The Patient had remained hemodynamically stable but due to the above events, the patient was noted to have impaired mobility and ADLs (Activities of Daily Living). Patient was felt to be a good candidate for acute inpatient rehabilitation. Upon evaluation by Physical Therapy and Occupational Therapy, the patient was recommended for acute inpatient rehabilitation. The was discharged and was subsequently admitted to [Name of Facility] for Physical Rehabilitation by intensive rehabilitation to help recover strength, function and mobility."
Home Medication list includes "Morphine 20 mg CERP (controlled release), 60 mg daily and
Baclofen, 20 mg by mouth three (3) times daily."
The Medication Administration Report reads in part "Baclofen 20 mg, 3 times daily, Morphine ER (extended release), 30 mg, 4 times daily and Morphine IR (immediate release) 15 mg, every 6 hours as needed.
On October 17, 2022 at 2:43 p.m. and 6:06 p.m. Morphine ER 30 mg, held, Pt drowsy."
Progress note dated October 17, 2022 at 10:58 p.m. reads in part:
"10:45 p.m. - Patient remains drowsy with confusion V/S (Vital Signs) Temp (Temperature) - 98.3, BP (Blood pressure) 133/80, O2 (Oxygen) sat (saturation) RA (room air) - 95 %, HR (Heart rate) - 66, BS (blood sugar) - 137. [Family] at bedside. [Physician Name] notified of patient's condition. Advised to call RRT (Rapid Response Team)
10:58 p.m. - RRT called
11:02 p.m. - RRT arrived
11::11 p.m. - Narcan 0.2 mg IV administered as ordered
11:23 p.m. - Zofran 4 mg given for c/o (complain of) nausea
11:30 p.m. - [Physician Name] spoke with resident
11:45 p.m. - Transported to ER per WC (wheelchair) with RN (Registered Nurse). Report give to the ED (Emergency Department)."
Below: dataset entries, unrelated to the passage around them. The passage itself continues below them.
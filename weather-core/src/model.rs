use chrono::{DateTime, Utc};
use serde::{Deserialize, Serialize};

use crate::presentation::PresentationToken;

#[derive(Debug, Clone, PartialEq, Eq)]
pub struct WeatherRequest {
    pub query: String,
}

impl WeatherRequest {
    pub fn new(query: impl Into<String>) -> Self {
        Self { query: query.into() }
    }
}

/// Normalized snapshot of current conditions for one location.
#[derive(Debug, Clone, PartialEq, Serialize, Deserialize)]
pub struct WeatherResult {
    pub city: String,
    pub country: Option<String>,
    pub temperature_c: f64,
    pub humidity_pct: u8,
    pub wind_mph: f64,
    pub gust_mph: f64,
    pub visibility_miles: f64,
    pub condition_text: String,
    pub icon_url: String,
    pub observed_at: Option<DateTime<Utc>>,
}

impl WeatherResult {
    /// "City, Country", or just the city when the provider sent no country.
    pub fn display_location(&self) -> String {
        match &self.country {
            Some(country) => format!("{}, {}", self.city, country),
            None => self.city.clone(),
        }
    }

    pub fn presentation(&self) -> PresentationToken {
        PresentationToken::from_condition(&self.condition_text)
    }
}
use anyhow::{Context, Result};
use async_trait::async_trait;
use std::io::{self, BufRead};

/// Trait for reading raw exclusion rule lines
#[async_trait]
pub trait RuleReader: Send + Sync {
    /// Read the lines of the rule source as-is, blank lines included, so
    /// rule diagnostics can reference file line numbers
    async fn read_lines(&self) -> Result<Vec<String>>;
}

/// Reader that reads rules from a file
pub struct FileRuleReader {
    file_path: String,
}

impl FileRuleReader {
    pub fn new(file_path: &str) -> Self {
        Self {
            file_path: file_path.to_string(),
        }
    }
}

#[async_trait]
impl RuleReader for FileRuleReader {
    async fn read_lines(&self) -> Result<Vec<String>> {
        let content = tokio::fs::read_to_string(&self.file_path)
            .await
            .context(format!("Failed to read rules file: {}", self.file_path))?;

        let lines = content.lines().map(|line| line.to_string()).collect();

        Ok(lines)
    }
}

/// Reader that reads rules from standard input
pub struct StdinRuleReader;

impl StdinRuleReader {
    pub fn new() -> Self {
        Self
    }
}

impl Default for StdinRuleReader {
    fn default() -> Self {
        Self::new()
    }
}

#[async_trait]
impl RuleReader for StdinRuleReader {
    async fn read_lines(&self) -> Result<Vec<String>> {
        let stdin = io::stdin();
        let mut lines = Vec::new();

        for line in stdin.lock().lines() {
            let line = line.context("Failed to read line from stdin")?;
            lines.push(line);
        }

        Ok(lines)
    }
}

/// Reader that takes rule lines from a vector (useful for testing)
pub struct VecRuleReader {
    lines: Vec<String>,
}

impl VecRuleReader {
    pub fn new(lines: Vec<String>) -> Self {
        Self { lines }
    }
}

#[async_trait]
impl RuleReader for VecRuleReader {
    async fn read_lines(&self) -> Result<Vec<String>> {
        Ok(self.lines.clone())
    }
}
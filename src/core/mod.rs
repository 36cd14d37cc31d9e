pub mod error;

pub use error::{Result, SrcskipError};
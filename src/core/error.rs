use anyhow::Error as AnyhowError;
use std::fmt;

/// Structured error types for the srcskip tool
#[derive(Debug)]
pub enum SrcskipError {
    /// Configuration related errors
    Config {
        message: String,
        source: Option<Box<dyn std::error::Error + Send + Sync>>,
    },
    /// Input/Output related errors (rule file reading, tree traversal, etc.)
    Io {
        message: String,
        source: Option<Box<dyn std::error::Error + Send + Sync>>,
    },
    /// Exclusion rule parsing related errors
    Rules {
        message: String,
        line: Option<usize>,
        source: Option<Box<dyn std::error::Error + Send + Sync>>,
    },
}

impl fmt::Display for SrcskipError {
    fn fmt(&self, f: &mut fmt::Formatter<'_>) -> fmt::Result {
        match self {
            SrcskipError::Config { message, .. } => {
                write!(f, "Configuration error: {}", message)
            }
            SrcskipError::Io { message, .. } => {
                write!(f, "I/O error: {}", message)
            }
            SrcskipError::Rules { message, line, .. } => {
                if let Some(line) = line {
                    write!(f, "Rule error at line {}: {}", line, message)
                } else {
                    write!(f, "Rule error: {}", message)
                }
            }
        }
    }
}

impl std::error::Error for SrcskipError {
    fn source(&self) -> Option<&(dyn std::error::Error + 'static)> {
        match self {
            SrcskipError::Config { source, .. }
            | SrcskipError::Io { source, .. }
            | SrcskipError::Rules { source, .. } => source
                .as_ref()
                .map(|e| e.as_ref() as &(dyn std::error::Error + 'static)),
        }
    }
}

impl SrcskipError {
    /// Create a configuration error
    pub fn config<S: Into<String>>(message: S) -> Self {
        Self::Config {
            message: message.into(),
            source: None,
        }
    }

    /// Create a rule parsing error
    pub fn rules<S: Into<String>>(message: S, line: Option<usize>) -> Self {
        Self::Rules {
            message: message.into(),
            line,
            source: None,
        }
    }
}

impl From<std::io::Error> for SrcskipError {
    fn from(error: std::io::Error) -> Self {
        Self::Io {
            message: error.to_string(),
            source: Some(Box::new(error)),
        }
    }
}

// Allow conversion from anyhow::Error for compatibility
impl From<AnyhowError> for SrcskipError {
    fn from(error: AnyhowError) -> Self {
        Self::Io {
            message: error.to_string(),
            source: Some(error.into()),
        }
    }
}

/// Custom Result type for the application
pub type Result<T> = std::result::Result<T, SrcskipError>;

#[cfg(test)]
mod tests {
    use super::*;

    #[test]
    fn test_display_config_error() {
        let err = SrcskipError::config("source root must be set");
        assert_eq!(
            err.to_string(),
            "Configuration error: source root must be set"
        );
    }

    #[test]
    fn test_display_rule_error_with_line() {
        let err = SrcskipError::rules("empty pattern", Some(3));
        assert_eq!(err.to_string(), "Rule error at line 3: empty pattern");
    }

    #[test]
    fn test_io_error_preserves_source() {
        let io = std::io::Error::new(std::io::ErrorKind::NotFound, "missing");
        let err = SrcskipError::from(io);
        assert!(std::error::Error::source(&err).is_some());
    }
}
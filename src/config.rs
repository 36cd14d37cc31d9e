use crate::core::{Result, SrcskipError};
use std::env;

/// Configuration for the source filter tool
#[derive(Debug, Clone)]
pub struct Config {
    /// Root of the source tree to scan
    pub source_root: String,
    /// Path to the exclusion rules file (built-in list when absent)
    pub rules_path: Option<String>,
    /// Whether to show progress during operations
    pub show_progress: bool,
    /// Require pattern matches to align to path-segment boundaries
    pub segment_match: bool,
    /// Also report excluded files
    pub show_excluded: bool,
}

impl Config {
    pub fn builder() -> ConfigBuilder {
        ConfigBuilder::default()
    }
}

#[derive(Default)]
pub struct ConfigBuilder {
    source_root: Option<String>,
    rules_path: Option<String>,
    show_progress: bool,
    segment_match: bool,
    show_excluded: bool,
}

impl ConfigBuilder {
    pub fn new() -> Self {
        Self::default()
    }

    pub fn source_root(mut self, root: Option<&str>) -> Self {
        if let Some(r) = root {
            if !r.trim().is_empty() {
                self.source_root = Some(r.to_string());
            }
        }
        self
    }

    pub fn rules_path(mut self, path: Option<&str>, try_env: bool) -> Self {
        if let Some(p) = path {
            if !p.trim().is_empty() {
                self.rules_path = Some(p.to_string());
                return self;
            }
        }
        if try_env {
            if let Ok(env_path) = env::var("SRCSKIP_RULES") {
                let trimmed = env_path.trim();
                if !trimmed.is_empty() {
                    self.rules_path = Some(trimmed.to_string());
                }
            }
        }
        self
    }

    pub fn show_progress(mut self, show: bool) -> Self {
        self.show_progress = show;
        self
    }

    pub fn segment_match(mut self, segment: bool) -> Self {
        self.segment_match = segment;
        self
    }

    pub fn show_excluded(mut self, show: bool) -> Self {
        self.show_excluded = show;
        self
    }

    pub fn build(self) -> Result<Config> {
        let source_root = self
            .source_root
            .ok_or_else(|| SrcskipError::config("Source root must be set"))?
            .trim()
            .to_string();
        if source_root.is_empty() {
            return Err(SrcskipError::config("Source root cannot be empty"));
        }
        Ok(Config {
            source_root,
            rules_path: self.rules_path,
            show_progress: self.show_progress,
            segment_match: self.segment_match,
            show_excluded: self.show_excluded,
        })
    }
}
use crate::rules::RuleSet;

/// Outcome of evaluating a candidate path against the exclusion list
#[derive(Debug, Clone, Copy, PartialEq, Eq)]
pub enum Decision {
    /// The file participates in the build
    Included,
    /// The file is dropped from the compilation set
    Excluded,
}

/// Trait for exclusion pattern matching strategies
pub trait PatternMatcher: Send + Sync {
    /// Check if a normalized relative path matches the pattern
    fn matches(&self, path: &str, pattern: &str) -> bool;

    /// Get a human-readable description of this matcher strategy
    fn description(&self) -> &'static str;
}

/// Plain substring containment, the original exclusion semantics.
///
/// Note that `"littlefs/bd"` also matches `"not-littlefs/bdx/file.c"`; use
/// [`SegmentMatcher`] when matches must align to path-segment boundaries.
pub struct SubstringMatcher;

impl SubstringMatcher {
    pub fn new() -> Self {
        Self
    }
}

impl Default for SubstringMatcher {
    fn default() -> Self {
        Self::new()
    }
}

impl PatternMatcher for SubstringMatcher {
    fn matches(&self, path: &str, pattern: &str) -> bool {
        path.contains(pattern)
    }

    fn description(&self) -> &'static str {
        "Substring matcher (pattern anywhere in the path)"
    }
}

/// Substring containment restricted to `/` boundaries
pub struct SegmentMatcher;

impl SegmentMatcher {
    pub fn new() -> Self {
        Self
    }
}

impl Default for SegmentMatcher {
    fn default() -> Self {
        Self::new()
    }
}

impl PatternMatcher for SegmentMatcher {
    fn matches(&self, path: &str, pattern: &str) -> bool {
        if path == pattern {
            return true;
        }
        if let Some(rest) = path.strip_prefix(pattern) {
            if rest.starts_with('/') {
                return true;
            }
        }
        if let Some(rest) = path.strip_suffix(pattern) {
            if rest.ends_with('/') {
                return true;
            }
        }
        path.contains(&format!("/{}/", pattern))
    }

    fn description(&self) -> &'static str {
        "Segment matcher (pattern aligned to path-segment boundaries)"
    }
}

/// Normalize a path string to forward-slash separators
pub fn normalize_path(path: &str) -> String {
    path.replace('\\', "/")
}

/// The exclusion predicate: an immutable ordered pattern list plus a
/// matching strategy.
///
/// `decide` is a pure function of the path; it holds no cross-invocation
/// state and never fails.
pub struct ExclusionFilter {
    patterns: Vec<String>,
    matcher: Box<dyn PatternMatcher>,
}

impl ExclusionFilter {
    /// Create a filter from the enabled rules of a rule set
    pub fn new(rules: &RuleSet, matcher: Box<dyn PatternMatcher>) -> Self {
        Self {
            patterns: rules.enabled_patterns(),
            matcher,
        }
    }

    /// Decide whether a relative path participates in the build.
    ///
    /// The path is normalized to forward slashes before matching. Patterns
    /// are tried in order and the first hit short-circuits; an empty path
    /// matches nothing and is included.
    pub fn decide(&self, path: &str) -> Decision {
        let normalized = normalize_path(path);
        for pattern in &self.patterns {
            if self.matcher.matches(&normalized, pattern) {
                return Decision::Excluded;
            }
        }
        Decision::Included
    }

    /// Get the active patterns in evaluation order
    pub fn patterns(&self) -> &[String] {
        &self.patterns
    }

    /// Get information about the current matcher
    pub fn matcher_info(&self) -> &'static str {
        self.matcher.description()
    }
}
ED provider note dated October 17, 2022 at 11:55 p.m. reads in part "Give 0.4 Narcan in the Ed and became irritable, alert, oriented to person, not oriented to time no focal deficits on neuro exam. Pt resting comfortably in bed, cooperative with exam intermittently. Resting, sleeping. Pupils pinpoint, reactive.
Possible that pt was over medicated earlier today and was not exhaling CO2 (carbon dioxide) well as a cause of AMS (altered mental status).
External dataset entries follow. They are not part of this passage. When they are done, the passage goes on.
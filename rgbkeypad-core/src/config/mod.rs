//! Configuration
//!
//! Keypad behavior is described by [`KeypadConfig`]. Boards usually embed
//! a small TOML file and turn it into a config with [`parse_config`].

pub mod toml;
pub mod types;

pub use self::toml::{parse_config, ParseError, Value};
pub use types::{ConfigError, KeypadConfig, DEFAULT_BRIGHTNESS_PCT};
//! LED idle-sleep timer
//!
//! When enabled, the LEDs blank after a period without key activity and
//! come back on the next press, release or hold.

use crate::time::Timestamp;

/// Default idle time before the LEDs blank
pub const DEFAULT_SLEEP_TIMEOUT_MS: u32 = 5_000;

/// Idle-sleep state
#[derive(Debug, Clone, Copy, PartialEq, Eq)]
#[cfg_attr(feature = "defmt", derive(defmt::Format))]
pub struct SleepTimer {
    enabled: bool,
    timeout_ms: u32,
    /// None until the first tick establishes the time base
    last_activity_at: Option<Timestamp>,
    asleep: bool,
}

impl Default for SleepTimer {
    fn default() -> Self {
        Self::new(false, DEFAULT_SLEEP_TIMEOUT_MS)
    }
}

impl SleepTimer {
    /// Create an awake timer
    pub const fn new(enabled: bool, timeout_ms: u32) -> Self {
        Self {
            enabled,
            timeout_ms,
            last_activity_at: None,
            asleep: false,
        }
    }

    /// Check if sleeping is enabled
    pub fn is_enabled(&self) -> bool {
        self.enabled
    }

    /// Enable or disable sleeping
    ///
    /// Disabling wakes the LEDs immediately.
    pub fn set_enabled(&mut self, enabled: bool) {
        self.enabled = enabled;
        if !enabled {
            self.asleep = false;
        }
    }

    /// Idle timeout in milliseconds
    pub fn timeout_ms(&self) -> u32 {
        self.timeout_ms
    }

    /// Set the idle timeout in milliseconds
    pub fn set_timeout_ms(&mut self, timeout_ms: u32) {
        self.timeout_ms = timeout_ms;
    }

    /// Check if the LEDs are currently blanked
    pub fn is_asleep(&self) -> bool {
        self.asleep
    }

    /// Time of the last key activity
    pub fn last_activity_at(&self) -> Option<Timestamp> {
        self.last_activity_at
    }

    /// Record key activity
    ///
    /// Returns true if this woke the LEDs.
    pub fn record_activity(&mut self, now: Timestamp) -> bool {
        self.last_activity_at = Some(now);
        let woke = self.asleep;
        self.asleep = false;
        woke
    }

    /// Re-evaluate the timer without activity
    ///
    /// The first call only starts the idle clock. Returns true if the LEDs
    /// fell asleep on this call.
    pub fn evaluate(&mut self, now: Timestamp) -> bool {
        let last = match self.last_activity_at {
            Some(t) => t,
            None => {
                self.last_activity_at = Some(now);
                return false;
            }
        };

        if !self.enabled || self.asleep {
            return false;
        }

        if now.millis_since(last) >= u64::from(self.timeout_ms) {
            self.asleep = true;
            return true;
        }

        false
    }
}

#[cfg(test)]
mod tests {
    use super::*;

    #[test]
    fn test_sleeps_after_timeout() {
        let mut timer = SleepTimer::new(true, 5_000);
        assert!(!timer.evaluate(Timestamp::ZERO));
        assert!(!timer.evaluate(Timestamp::from_millis(4_999)));
        assert!(timer.evaluate(Timestamp::from_millis(5_000)));
        assert!(timer.is_asleep());

        // Already asleep: no second edge
        assert!(!timer.evaluate(Timestamp::from_millis(9_000)));
    }

    #[test]
    fn test_activity_wakes_and_restarts_clock() {
        let mut timer = SleepTimer::new(true, 1_000);
        timer.evaluate(Timestamp::ZERO);
        timer.evaluate(Timestamp::from_millis(1_000));
        assert!(timer.is_asleep());

        assert!(timer.record_activity(Timestamp::from_millis(1_500)));
        assert!(!timer.is_asleep());
        assert!(!timer.evaluate(Timestamp::from_millis(2_400)));
        assert!(timer.evaluate(Timestamp::from_millis(2_500)));
    }

    #[test]
    fn test_disabled_never_sleeps() {
        let mut timer = SleepTimer::new(false, 0);
        timer.evaluate(Timestamp::ZERO);
        assert!(!timer.evaluate(Timestamp::from_secs(3_600)));
        assert!(!timer.is_asleep());
    }

    #[test]
    fn test_disable_wakes() {
        let mut timer = SleepTimer::new(true, 0);
        timer.evaluate(Timestamp::ZERO);
        timer.evaluate(Timestamp::ZERO);
        assert!(timer.is_asleep());
        timer.set_enabled(false);
        assert!(!timer.is_asleep());
    }
}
Neurology progress note dated October 18, 2022 at 10:59 a.m. reads in part "[Patient # 1] admitted for rehab following a stroke. Had become progressively delirious during this admission and think it is quite clear that encephalopathy (brain disease that alters brain function) was most likely due to hypercarbia (increase in carbon dioxide) and hypoxia (decrease in oxygen) perhaps due to respiratory depression from narcotics. Hypercarbia will commonly cause myoclonus (muscle jerks). Also an increased WBC (white blood count) which could indicate an occult infection. Also polycythemic (high concentration of red blood cells) which can be a response to hypoxia. I have no concerns for a new stroke."
On March 7, 2023, an interview with Staff Members # 4 and # 6 revealed "[Patient # 1] received two (2) doses of Narcan. One dose on Acute Rehab Unit and One dose in the ED."
On March 8, 2023, an interview with Staff Member # 2 revealed the morphine dose was more than what [Patient # 1] was receiving at home.
On March 8, 2023, the findings were discussed with Staff Members # 2, # 3 and # 11 during the exit interview.